U.S. home prices rose for the fourth straight month in May, according to the S&P Case-Shiller index.
A broader measure of home prices, the national index, rose month-over-month in May by 0.7%, but was down 0.5% over the past year. All numbers are seasonally adjusted.
Nationally, year-over-year appreciation in May was down 1.7% though, unchanged from the previous month.
A lack of supply remains a problem for the housing market, as buyers face heavy competition for previously-owned homes, and turn to the new home market. Though mortgage rates are still hovering around 7%, rates have not dampened buyer demand, as they’ve adjusted to higher rates.
Key details: Cities in the Midwest posted the strongest home-price gains in the month of May.

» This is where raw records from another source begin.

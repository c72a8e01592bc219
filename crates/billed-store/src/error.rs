use std::fmt;

/// Result type for billed-store operations
pub type Result<T> = std::result::Result<T, Error>;

/// Error types that can occur in the storage layer
#[derive(Debug)]
pub enum Error {
    /// Database operation failed
    Database(rusqlite::Error),

    /// IO operation failed
    Io(std::io::Error),

    /// Record serialization/deserialization failed
    Serialization(serde_json::Error),

    /// No record with the requested id
    NotFound(String),

    /// Backend rejection, carried verbatim so the view layer can display
    /// the message unchanged (e.g. "Erreur 404")
    Backend(String),
}

impl fmt::Display for Error {
    fn fmt(&self, f: &mut fmt::Formatter<'_>) -> fmt::Result {
        match self {
            Error::Database(err) => write!(f, "Database error: {}", err),
            Error::Io(err) => write!(f, "IO error: {}", err),
            Error::Serialization(err) => write!(f, "Serialization error: {}", err),
            Error::NotFound(id) => write!(f, "No bill with id {}", id),
            Error::Backend(msg) => write!(f, "{}", msg),
        }
    }
}

impl std::error::Error for Error {
    fn source(&self) -> Option<&(dyn std::error::Error + 'static)> {
        match self {
            Error::Database(err) => Some(err),
            Error::Io(err) => Some(err),
            Error::Serialization(err) => Some(err),
            Error::NotFound(_) | Error::Backend(_) => None,
        }
    }
}

impl From<rusqlite::Error> for Error {
    fn from(err: rusqlite::Error) -> Self {
        Error::Database(err)
    }
}

impl From<std::io::Error> for Error {
    fn from(err: std::io::Error) -> Self {
        Error::Io(err)
    }
}

impl From<serde_json::Error> for Error {
    fn from(err: serde_json::Error) -> Self {
        Error::Serialization(err)
    }
}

Chicago, Cleveland and New York led the rankings as the top three cities with the highest year-over-year price gains among the top 20 cities in May.
Homes in Chicago gained 4.6% in May 2023 as compared to last year.

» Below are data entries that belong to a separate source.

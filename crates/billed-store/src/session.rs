use crate::error::Result;
use crate::traits::SessionStore;
use serde_json::{Map, Value};
use std::collections::HashMap;
use std::path::{Path, PathBuf};
use std::sync::Mutex;

/// Session store persisted as a JSON object in one file under the data dir.
///
/// Missing file reads as an empty store; every `set` rewrites the file.
/// One active process at a time is assumed, matching the one-browser-tab
/// model of the original.
pub struct FileSessionStore {
    path: PathBuf,
    cells: Mutex<HashMap<String, String>>,
}

impl FileSessionStore {
    pub fn open(path: &Path) -> Result<Self> {
        let cells = if path.exists() {
            let content = std::fs::read_to_string(path)?;
            let object: Map<String, Value> = serde_json::from_str(&content)?;
            object
                .into_iter()
                .filter_map(|(k, v)| v.as_str().map(|s| (k, s.to_string())))
                .collect()
        } else {
            HashMap::new()
        };

        Ok(FileSessionStore {
            path: path.to_path_buf(),
            cells: Mutex::new(cells),
        })
    }

    fn save(&self, cells: &HashMap<String, String>) -> Result<()> {
        if let Some(parent) = self.path.parent() {
            std::fs::create_dir_all(parent)?;
        }

        let object: Map<String, Value> = cells
            .iter()
            .map(|(k, v)| (k.clone(), Value::String(v.clone())))
            .collect();
        std::fs::write(&self.path, serde_json::to_string_pretty(&Value::Object(object))?)?;
        Ok(())
    }
}

impl SessionStore for FileSessionStore {
    fn get(&self, key: &str) -> Option<String> {
        self.cells
            .lock()
            .unwrap_or_else(|e| e.into_inner())
            .get(key)
            .cloned()
    }

    fn set(&self, key: &str, value: &str) -> Result<()> {
        let mut cells = self.cells.lock().unwrap_or_else(|e| e.into_inner());
        cells.insert(key.to_string(), value.to_string());
        self.save(&cells)
    }
}

/// Volatile session store for isolated tests.
#[derive(Default)]
pub struct MemorySessionStore {
    cells: Mutex<HashMap<String, String>>,
}

impl MemorySessionStore {
    pub fn new() -> Self {
        Self::default()
    }

    /// Store seeded with a `"user"` session payload.
    pub fn with_user(payload: &str) -> Self {
        let store = Self::new();
        store
            .cells
            .lock()
            .unwrap()
            .insert("user".to_string(), payload.to_string());
        store
    }
}

impl SessionStore for MemorySessionStore {
    fn get(&self, key: &str) -> Option<String> {
        self.cells
            .lock()
            .unwrap_or_else(|e| e.into_inner())
            .get(key)
            .cloned()
    }

    fn set(&self, key: &str, value: &str) -> Result<()> {
        self.cells
            .lock()
            .unwrap_or_else(|e| e.into_inner())
            .insert(key.to_string(), value.to_string());
        Ok(())
    }
}

#[cfg(test)]
mod tests {
    use super::*;
    use tempfile::TempDir;

    #[test]
    fn file_store_round_trips_across_reopen() {
        let temp = TempDir::new().unwrap();
        let path = temp.path().join("session.json");

        {
            let store = FileSessionStore::open(&path).unwrap();
            store
                .set("user", r#"{"type":"Employee","email":"b@b"}"#)
                .unwrap();
        }

        let store = FileSessionStore::open(&path).unwrap();
        assert_eq!(
            store.get("user").as_deref(),
            Some(r#"{"type":"Employee","email":"b@b"}"#)
        );
    }

    #[test]
    fn missing_file_reads_as_empty() {
        let temp = TempDir::new().unwrap();
        let store = FileSessionStore::open(&temp.path().join("none.json")).unwrap();
        assert_eq!(store.get("user"), None);
    }

    #[test]
    fn set_overwrites_previous_value() {
        let store = MemorySessionStore::new();
        store.set("user", "first").unwrap();
        store.set("user", "second").unwrap();
        assert_eq!(store.get("user").as_deref(), Some("second"));
    }
}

A separate report from the Federal Housing Finance Agency also showed home prices rising in May, up 0.7% from April. Home prices were the strongest in the Pacific region, according to the government’s data.
And over the last year, the FHFA index was up 2.8%.
Big picture: The data may suggest that buyers are turning to affordable markets in the Midwest, as they continue to find the current housing market challenging.
Homeowners are holding out on selling homes, opting to stay put or even rent their home out and wait until mortgage rates come down enough such that selling and buying a new home with a new mortgage won’t be as expensive.
Buyers on the other hand, frustrated by a lack of options and heavy bidding wars in hot parts of the U.S. are looking for new homes, and builders have ramped up construction to meet demand.
What are they saying? “Low inventory and surprisingly resilient housing demand have kept home prices stable or rising in many markets. But we are going to hit an affordability ceiling in many places which will happen just as more inventory begins to come on line later this year,” Lisa Sturtevant, chief economist at Bright MLS, said in a statement.
“With households running through their savings, student loan payments set to resume, job growth slowing, and mortgage rates remaining above 6%, affordability is going to be a bigger factor in the months ahead,” she added.
What S&P said: “The rally in U.S. home prices continued in May 2023,” Craig J. Lazzara, managing director at S&P DJI, said.
“Regional differences continue to be striking,” he added. “This month’s league table shows the Revenge of the Rust Belt, as Chicago (+4.6%), Cleveland (+3.9%), and New York (+3.5%) were the top performers.”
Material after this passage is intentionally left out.